American journalist, social worker, and educator

Rebecca Stiles Taylor (August 1879 – December 1958) was a journalist, social worker, and educator from Savannah, Georgia. She was best known for her contributions to the community as the founder of several charitable outlets in the area and as an activist for women's and civil rights.

== Early life ==
Taylor received a considerable education, graduating from the Beach Institute and Atlanta University, and later attending Hampton Institute and Columbia University. She started her journalistic work as a columnist for a local Savannah newspaper, where she was not afraid to speak out against the tense racial issues of the era. After many years of segregated schooling, the education she received at Atlanta University, a less racially biased institution of the time, was instrumental in her career and set her on the course for social activism. A cousin of Stiles Taylor described the influence the university had on her:

They picked up the mission to educate everyone of color. They gave them a mission, almost like a preacher in the pulpit or a missionary on his ship going to a foreign shore. They were to go back. They were to cleanse, protect, and educate the lesser of all the children in their cities and communities.
— Forgotten Women Part 7: Rebecca Stiles Taylor, Hugh Golson

== Career ==
From writer to teacher to social activist, Taylor was one of very few women journalists for the Chicago Defender and her writing contributions led her to be nationally recognized. She often wrote on controversial topics such as racial segregation. In columns about racial interactions and political affairs, she often referenced other accomplished writers like Corbett Ashby. Taylor also wrote a weekly column, "Activities of Women's National Organizations", during the war time in order to keep readers up to date about women's organizations across the country. In addition to race relations, Taylor also spoke our for women's issues by writing in support of sound and equal marriages and the elevation of the negro woman. Beyond her writings, Taylor is lauded for her efforts to make positive social change in matters of education, civil rights and public health.
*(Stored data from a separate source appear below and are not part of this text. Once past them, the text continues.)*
//! Open-interval bounds on unknowns.

use std::collections::BTreeMap;
use std::fmt;

use num_traits::{One, Zero};
use smallroots_integers::Integer;
use smallroots_poly::{Monomial, Polynomial, Variable};

use crate::error::{Error, Result};
use crate::modulus::Modulus;
use crate::solution::PartialSolution;

/// The open interval `(lower, upper)`; either side may be unbounded.
#[derive(Clone, Debug, PartialEq, Eq)]
pub struct Bound {
    /// Exclusive lower bound.
    pub lower: Option<Integer>,
    /// Exclusive upper bound.
    pub upper: Option<Integer>,
}

impl Bound {
    /// `lower < x < upper`.
    #[must_use]
    pub fn new(lower: Integer, upper: Integer) -> Self {
        Self {
            lower: Some(lower),
            upper: Some(upper),
        }
    }

    /// `-bound < x < bound`.
    #[must_use]
    pub fn symmetric(bound: &Integer) -> Self {
        Self::new(-bound, bound.clone())
    }

    /// True if `value` lies strictly inside.
    #[must_use]
    pub fn contains(&self, value: &Integer) -> bool {
        self.lower.as_ref().map_or(true, |lo| value > lo)
            && self.upper.as_ref().map_or(true, |hi| value < hi)
    }

    /// Largest absolute value of the two ends, if both are set.
    #[must_use]
    pub fn max_abs(&self) -> Option<Integer> {
        let (lo, hi) = (self.lower.as_ref()?, self.upper.as_ref()?);
        Some(lo.abs().max(hi.abs()))
    }

    /// Writes `lower < name < upper`, abbreviating large ends as `±2^k`.
    fn write_for(&self, f: &mut fmt::Formatter<'_>, name: &Variable) -> fmt::Result {
        if let Some(lo) = &self.lower {
            write!(f, "{} < ", abbreviate(lo))?;
        }
        write!(f, "{name}")?;
        if let Some(hi) = &self.upper {
            write!(f, " < {}", abbreviate(hi))?;
        }
        Ok(())
    }
}

fn abbreviate(v: &Integer) -> String {
    if v.abs() < Integer::new(1000) {
        return v.to_string();
    }
    let sign = if v.is_negative() { "-" } else { "" };
    format!("{sign}2^{:.1}", v.log2())
}

/// Anything a [`BoundSet`] can bound: variables, polynomials and moduli.
pub trait Bounded {
    /// Lower bound on the value.
    ///
    /// # Errors
    ///
    /// Returns [`Error::MissingBound`] if an ingredient is unbounded.
    fn lower_in(&self, bounds: &BoundSet) -> Result<Integer>;

    /// Upper bound on the value.
    ///
    /// # Errors
    ///
    /// Returns [`Error::MissingBound`] if an ingredient is unbounded.
    fn upper_in(&self, bounds: &BoundSet) -> Result<Integer>;
}

impl Bounded for Variable {
    fn lower_in(&self, bounds: &BoundSet) -> Result<Integer> {
        bounds
            .get(self)
            .and_then(|b| b.lower.clone())
            .ok_or_else(|| Error::MissingBound(format!("lower bound not set for {self}")))
    }

    fn upper_in(&self, bounds: &BoundSet) -> Result<Integer> {
        bounds
            .get(self)
            .and_then(|b| b.upper.clone())
            .ok_or_else(|| Error::MissingBound(format!("upper bound not set for {self}")))
    }
}

impl Bounded for Polynomial<Integer> {
    fn lower_in(&self, bounds: &BoundSet) -> Result<Integer> {
        match as_generator(self) {
            Some(v) => v.lower_in(bounds),
            None => Ok(-bounds.poly_max_bound(self)?),
        }
    }

    fn upper_in(&self, bounds: &BoundSet) -> Result<Integer> {
        match as_generator(self) {
            Some(v) => v.upper_in(bounds),
            None => bounds.poly_max_bound(self),
        }
    }
}

impl Bounded for Modulus {
    fn lower_in(&self, bounds: &BoundSet) -> Result<Integer> {
        self.evaluate_with(|p| p.lower_in(bounds))
    }

    fn upper_in(&self, bounds: &BoundSet) -> Result<Integer> {
        self.evaluate_with(|p| p.upper_in(bounds))
    }
}

fn as_generator(f: &Polynomial<Integer>) -> Option<&Variable> {
    let [(m, c)] = f.terms() else {
        return None;
    };
    if !c.is_one() || m.total_degree() != 1 {
        return None;
    }
    let i = m.support().next()?;
    f.ring().variables().get(i)
}

/// Bounds keyed by variable.
#[derive(Clone, Default, PartialEq, Eq)]
pub struct BoundSet(BTreeMap<Variable, Bound>);

impl BoundSet {
    /// The empty bound set.
    #[must_use]
    pub fn new() -> Self {
        Self::default()
    }

    /// Sets the bound of `v`.
    pub fn insert(&mut self, v: Variable, bound: Bound) -> Option<Bound> {
        self.0.insert(v, bound)
    }

    /// The bound of `v`.
    #[must_use]
    pub fn get(&self, v: &Variable) -> Option<&Bound> {
        self.0.get(v)
    }

    /// True if `v` has a bound.
    #[must_use]
    pub fn contains(&self, v: &Variable) -> bool {
        self.0.contains_key(v)
    }

    /// `(variable, bound)` pairs in name order.
    pub fn iter(&self) -> impl Iterator<Item = (&Variable, &Bound)> + '_ {
        self.0.iter()
    }

    /// Number of bounded variables.
    #[must_use]
    pub fn len(&self) -> usize {
        self.0.len()
    }

    /// True if nothing is bounded.
    #[must_use]
    pub fn is_empty(&self) -> bool {
        self.0.is_empty()
    }

    /// Lower bound of a variable, polynomial or modulus.
    ///
    /// # Errors
    ///
    /// Returns [`Error::MissingBound`] if an ingredient is unbounded.
    pub fn lower_bound<T: Bounded + ?Sized>(&self, target: &T) -> Result<Integer> {
        target.lower_in(self)
    }

    /// Upper bound of a variable, polynomial or modulus.
    ///
    /// # Errors
    ///
    /// Returns [`Error::MissingBound`] if an ingredient is unbounded.
    pub fn upper_bound<T: Bounded + ?Sized>(&self, target: &T) -> Result<Integer> {
        target.upper_in(self)
    }

    /// Bound on the absolute value.
    ///
    /// # Errors
    ///
    /// Returns [`Error::MissingBound`] if an ingredient is unbounded.
    pub fn abs_bound<T: Bounded + ?Sized>(&self, target: &T) -> Result<Integer> {
        let hi = target.upper_in(self)?;
        let lo = target.lower_in(self)?;
        Ok(hi.abs().max(lo.abs()))
    }

    /// Largest absolute value a monomial takes inside the bounds.
    ///
    /// # Errors
    ///
    /// Returns [`Error::MissingBound`] if a generator it contains is
    /// unbounded.
    pub fn monomial_bound(&self, m: &Monomial, variables: &[Variable]) -> Result<Integer> {
        let mut acc = Integer::one();
        for i in m.support() {
            let v = &variables[i];
            let b = self
                .get(v)
                .and_then(Bound::max_abs)
                .ok_or_else(|| Error::MissingBound(format!("no two-sided bound for {v}")))?;
            acc = acc * b.pow(m.exponent(i));
        }
        Ok(acc)
    }

    /// Triangle bound `Σ |c_i| * max|m_i|` on the absolute value of `f`.
    ///
    /// # Errors
    ///
    /// Returns [`Error::MissingBound`] if a generator occurring in `f` is
    /// unbounded.
    pub fn poly_max_bound(&self, f: &Polynomial<Integer>) -> Result<Integer> {
        let variables = f.ring().variables();
        let mut total = Integer::zero();
        for (m, c) in f.terms() {
            total = total + c.abs() * self.monomial_bound(m, variables)?;
        }
        Ok(total)
    }

    /// True if every assigned, bounded variable lies inside its bound.
    /// Unbounded variables are ignored.
    #[must_use]
    pub fn check(&self, solution: &PartialSolution) -> bool {
        self.0
            .iter()
            .all(|(v, b)| solution.get(v).map_or(true, |x| b.contains(x)))
    }
}

impl FromIterator<(Variable, Bound)> for BoundSet {
    fn from_iter<T: IntoIterator<Item = (Variable, Bound)>>(iter: T) -> Self {
        Self(iter.into_iter().collect())
    }
}

impl fmt::Display for BoundSet {
    fn fmt(&self, f: &mut fmt::Formatter<'_>) -> fmt::Result {
        writeln!(f, "Bounds(")?;
        for (v, b) in &self.0 {
            write!(f, "\t")?;
            b.write_for(f, v)?;
            writeln!(f, ",")?;
        }
        write!(f, ")")
    }
}

impl fmt::Debug for BoundSet {
    fn fmt(&self, f: &mut fmt::Formatter<'_>) -> fmt::Result {
        let names: Vec<&str> = self.0.keys().map(Variable::name).collect();
        write!(f, "BoundSet for ({})", names.join(", "))
    }
}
In 1917, she founded the Toussaint L'Ouverture Branch of the American Red Cross. Additionally, Taylor served as national leader of the National Association of Colored Women Mary McLeod Bethune's "chief aide." Furthermore, she led the Savannah Chapter of the National Association of Colored Women's Club, which provided the means to open a nursing home, a home for girls, and two free health clinics. She joined Mary McLeod Bethune to organize the entire Southeastern Region of the club in 1919, assuming the position of corresponding secretary and president of the Association's Georgia State Federation. Taylor was passionate and active about the wellbeing of people in her community, and the nation as a whole. Earlier in her career, Taylor devoted much time to educating people in Savannah with limited opportunities. She achieved great success in these efforts. She was also the first African-American woman to become Savannah's Probation Officer in Juvenile Court. Additionally, she wrote a letter to President Woodrow Wilson in reaction to a lynching. She cared deeply about reconciling racial divides and took her concerns to people of highest authority in an effort to make a change. Taylor's lifelong career of dedication to the social, mental, and physical betterment of all people has led her into national recognition.

== Legacy ==
Taylor inspired many with her willingness to take action towards furthering her social causes during a time when it was somewhat taboo to do so. She had a radical vision of social improvement for her time, saying that the South was "on the threshold of a new era," and she dedicated her life towards spurring that on in a vast range of outlets from high school education to club organization. Taylor was an integrationist and advocated an alliance between black women's organizations with other national women's organizations in order eliminate social tension and create a sustainable future. Drawing from her efforts, the Stiles Taylor family remains a prominent figure of charitable works to this day with many of her descendants serving as pastors, teachers, and charity group leaders in the Savannah community. To commemorate a lifetime of service and activism, Taylor was inducted into the Georgia Women of Achievement in 2014.